DiscoBeat · 09/10/2025 01:09

We used to do bath, milk, little bedtime snack, teeth, a couple of stories and songs and then lights low but we did stay with them in their rooms until they were asleep. If they couldn't settle DH would read them one of his old university textbooks without the usual 'story voices' and that used to work pretty well! They were worse if one of us was out a lot that day so maybe it's a way of wanting to spend more time with you. If that means sleeping at the same time then might that be worth a try?

Liondoesntsleepatnight · 09/10/2025 06:49

Put her bed, then go to bed yourself. if she gets up tell her to go back to bed whilst you stay in bed.
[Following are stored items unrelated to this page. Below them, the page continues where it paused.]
//! Alumnus growth timeline payload and its chart preparation.
//!
//! The gateway returns dates as `YYYY-MM-DD` strings and does not promise
//! ordering or validity. Preparation happens once here; widgets consume the
//! prepared form and never re-parse.

use chrono::NaiveDate;
use serde::{Deserialize, Serialize};

const DATE_FORMAT: &str = "%Y-%m-%d";

/// Development pillar a milestone is attributed to.
///
/// Unknown wire values fall back to `Other` instead of failing the whole
/// timeline payload.
#[derive(Debug, Clone, Copy, PartialEq, Eq, Serialize, Deserialize)]
#[serde(rename_all = "lowercase", from = "String")]
pub enum Pillar {
    Academic,
    Character,
    Practical,
    Other,
}

impl From<String> for Pillar {
    fn from(raw: String) -> Self {
        match raw.trim().to_ascii_lowercase().as_str() {
            "academic" => Pillar::Academic,
            "character" => Pillar::Character,
            "practical" => Pillar::Practical,
            _ => Pillar::Other,
        }
    }
}

/// One GPA sample on the wire.
#[derive(Debug, Clone, PartialEq, Serialize, Deserialize)]
pub struct GpaSample {
    pub date: String,
    #[serde(default)]
    pub gpa: Option<f64>,
}

/// An employment or study tenure on the wire.
#[derive(Debug, Clone, PartialEq, Serialize, Deserialize)]
#[serde(rename_all = "camelCase")]
pub struct TenureSpan {
    pub start_date: String,
    pub end_date: String,
    #[serde(default)]
    pub label: Option<String>,
}

/// A milestone event on the wire.
#[derive(Debug, Clone, PartialEq, Serialize, Deserialize)]
pub struct Milestone {
    pub date: String,
    pub title: String,
    #[serde(default = "Pillar::other")]
    pub pillar: Pillar,
}

impl Pillar {
    fn other() -> Self {
        Pillar::Other
    }
}

/// Timeline payload as returned by the gateway.
#[derive(Debug, Clone, Default, PartialEq, Serialize, Deserialize)]
#[serde(rename_all = "camelCase")]
pub struct GrowthTimeline {
    #[serde(default)]
    pub gpa_series: Vec<GpaSample>,
    #[serde(default)]
    pub duration_tenures: Vec<TenureSpan>,
    #[serde(default)]
    pub major_milestones: Vec<Milestone>,
}

/// A parsed, validated GPA point.
#[derive(Debug, Clone, PartialEq)]
pub struct GpaPoint {
    pub date: NaiveDate,
    pub gpa: f64,
}

/// A parsed, validated tenure.
#[derive(Debug, Clone, PartialEq)]
pub struct Tenure {
    pub start: NaiveDate,
    pub end: NaiveDate,
    pub label: Option<String>,
}

/// A parsed, validated milestone.
#[derive(Debug, Clone, PartialEq)]
pub struct MilestoneEvent {
    pub date: NaiveDate,
    pub title: String,
    pub pillar: Pillar,
}

/// Chart-ready timeline: parsed dates, invalid entries dropped, GPA series
/// sorted ascending.
#[derive(Debug, Clone, Default, PartialEq)]
pub struct PreparedTimeline {
    pub gpa_points: Vec<GpaPoint>,
    pub tenures: Vec<Tenure>,
    pub milestones: Vec<MilestoneEvent>,
}

impl PreparedTimeline {
    /// The inclusive date range covered by any series, if non-empty.
    pub fn date_extent(&self) -> Option<(NaiveDate, NaiveDate)> {
        let dates = self
            .gpa_points
            .iter()
            .map(|p| p.date)
            .chain(self.tenures.iter().flat_map(|t| [t.start, t.end]))
            .chain(self.milestones.iter().map(|m| m.date));

        let mut min = None;
        let mut max = None;
        for date in dates {
            min = Some(min.map_or(date, |m: NaiveDate| m.min(date)));
            max = Some(max.map_or(date, |m: NaiveDate| m.max(date)));
        }
        Some((min?, max?))
    }
}

fn parse_date(raw: &str) -> Option<NaiveDate> {
    NaiveDate::parse_from_str(raw.trim(), DATE_FORMAT).ok()
}

/// Prepares a raw timeline for rendering.
pub fn prepare(timeline: &GrowthTimeline) -> PreparedTimeline {
    let mut gpa_points: Vec<GpaPoint> = timeline
        .gpa_series
        .iter()
        .filter_map(|sample| {
            Some(GpaPoint {
                date: parse_date(&sample.date)?,
                gpa: sample.gpa?,
            })
        })
        .collect();
    gpa_points.sort_by_key(|p| p.date);

    let tenures = timeline
        .duration_tenures
        .iter()
        .filter_map(|span| {
            Some(Tenure {
                start: parse_date(&span.start_date)?,
                end: parse_date(&span.end_date)?,
                label: span.label.clone(),
            })
        })
        .collect();

    let milestones = timeline
        .major_milestones
        .iter()
        .filter_map(|milestone| {
            Some(MilestoneEvent {
                date: parse_date(&milestone.date)?,
                title: milestone.title.clone(),
                pillar: milestone.pillar,
            })
        })
        .collect();

    PreparedTimeline {
        gpa_points,
        tenures,
        milestones,
    }
}

#[cfg(test)]
mod tests {
    use super::*;

    fn sample(date: &str, gpa: Option<f64>) -> GpaSample {
        GpaSample {
            date: date.to_string(),
            gpa,
        }
    }

    #[test]
    fn test_prepare_drops_unparseable_and_sorts() {
        let timeline = GrowthTimeline {
            gpa_series: vec![
                sample("2023-09-01", Some(3.4)),
                sample("not-a-date", Some(3.9)),
                sample("2022-09-01", Some(3.1)),
                sample("2023-02-01", None),
            ],
            ..Default::default()
        };
        let prepared = prepare(&timeline);
        assert_eq!(prepared.gpa_points.len(), 2);
        assert!(prepared.gpa_points[0].date < prepared.gpa_points[1].date);
    }

    #[test]
    fn test_unknown_pillar_falls_back_to_other() {
        let milestone: Milestone =
            serde_json::from_str(r#"{ "date": "2023-05-01", "title": "Award", "pillar": "sports" }"#)
                .unwrap();
        assert_eq!(milestone.pillar, Pillar::Other);
    }

    #[test]
    fn test_date_extent_spans_all_series() {
        let timeline = GrowthTimeline {
            gpa_series: vec![sample("2022-09-01", Some(3.0))],
            duration_tenures: vec![TenureSpan {
                start_date: "2023-01-01".to_string(),
                end_date: "2024-06-30".to_string(),
                label: None,
            }],
            major_milestones: vec![],
        };
        let prepared = prepare(&timeline);
        let (min, max) = prepared.date_extent().unwrap();
        assert_eq!(min, NaiveDate::from_ymd_opt(2022, 9, 1).unwrap());
        assert_eq!(max, NaiveDate::from_ymd_opt(2024, 6, 30).unwrap());
    }

    #[test]
    fn test_empty_timeline_has_no_extent() {
        assert!(prepare(&GrowthTimeline::default()).date_extent().is_none());
    }
}
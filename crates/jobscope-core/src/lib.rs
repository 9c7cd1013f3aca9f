pub mod account;
pub mod alumnus;
pub mod assessment;
pub mod chat;
pub mod distribution;
pub mod error;
pub mod graph;
pub mod indicator;
pub mod route;
pub mod session;
pub mod student;
pub mod timeline;
pub mod vault;

// Re-export common error type
pub use error::{JobscopeError, Result};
Take a drink, book, whatever, make that your chill time. If not bed then have a bath. Make yourself unavailable.

DaisyChain505 · 09/10/2025 07:24

Make her bedroom somewhere she wants to be at night. Put on audio books or relaxing music in her room, you can get light projectors that will put pictures or stars etc on her ceiling and walls. Get her some pillow spray and let her spritz her pillow before getting into bed.

all of these things will make her excited for bedtime routine and make her want to be in her room.

If all else fails tell her that she doesn’t need to be in bed asleep but she does have to be in her bedroom. Have books or simple toys on the floor and Leave her to it and she’ll knacker herself out.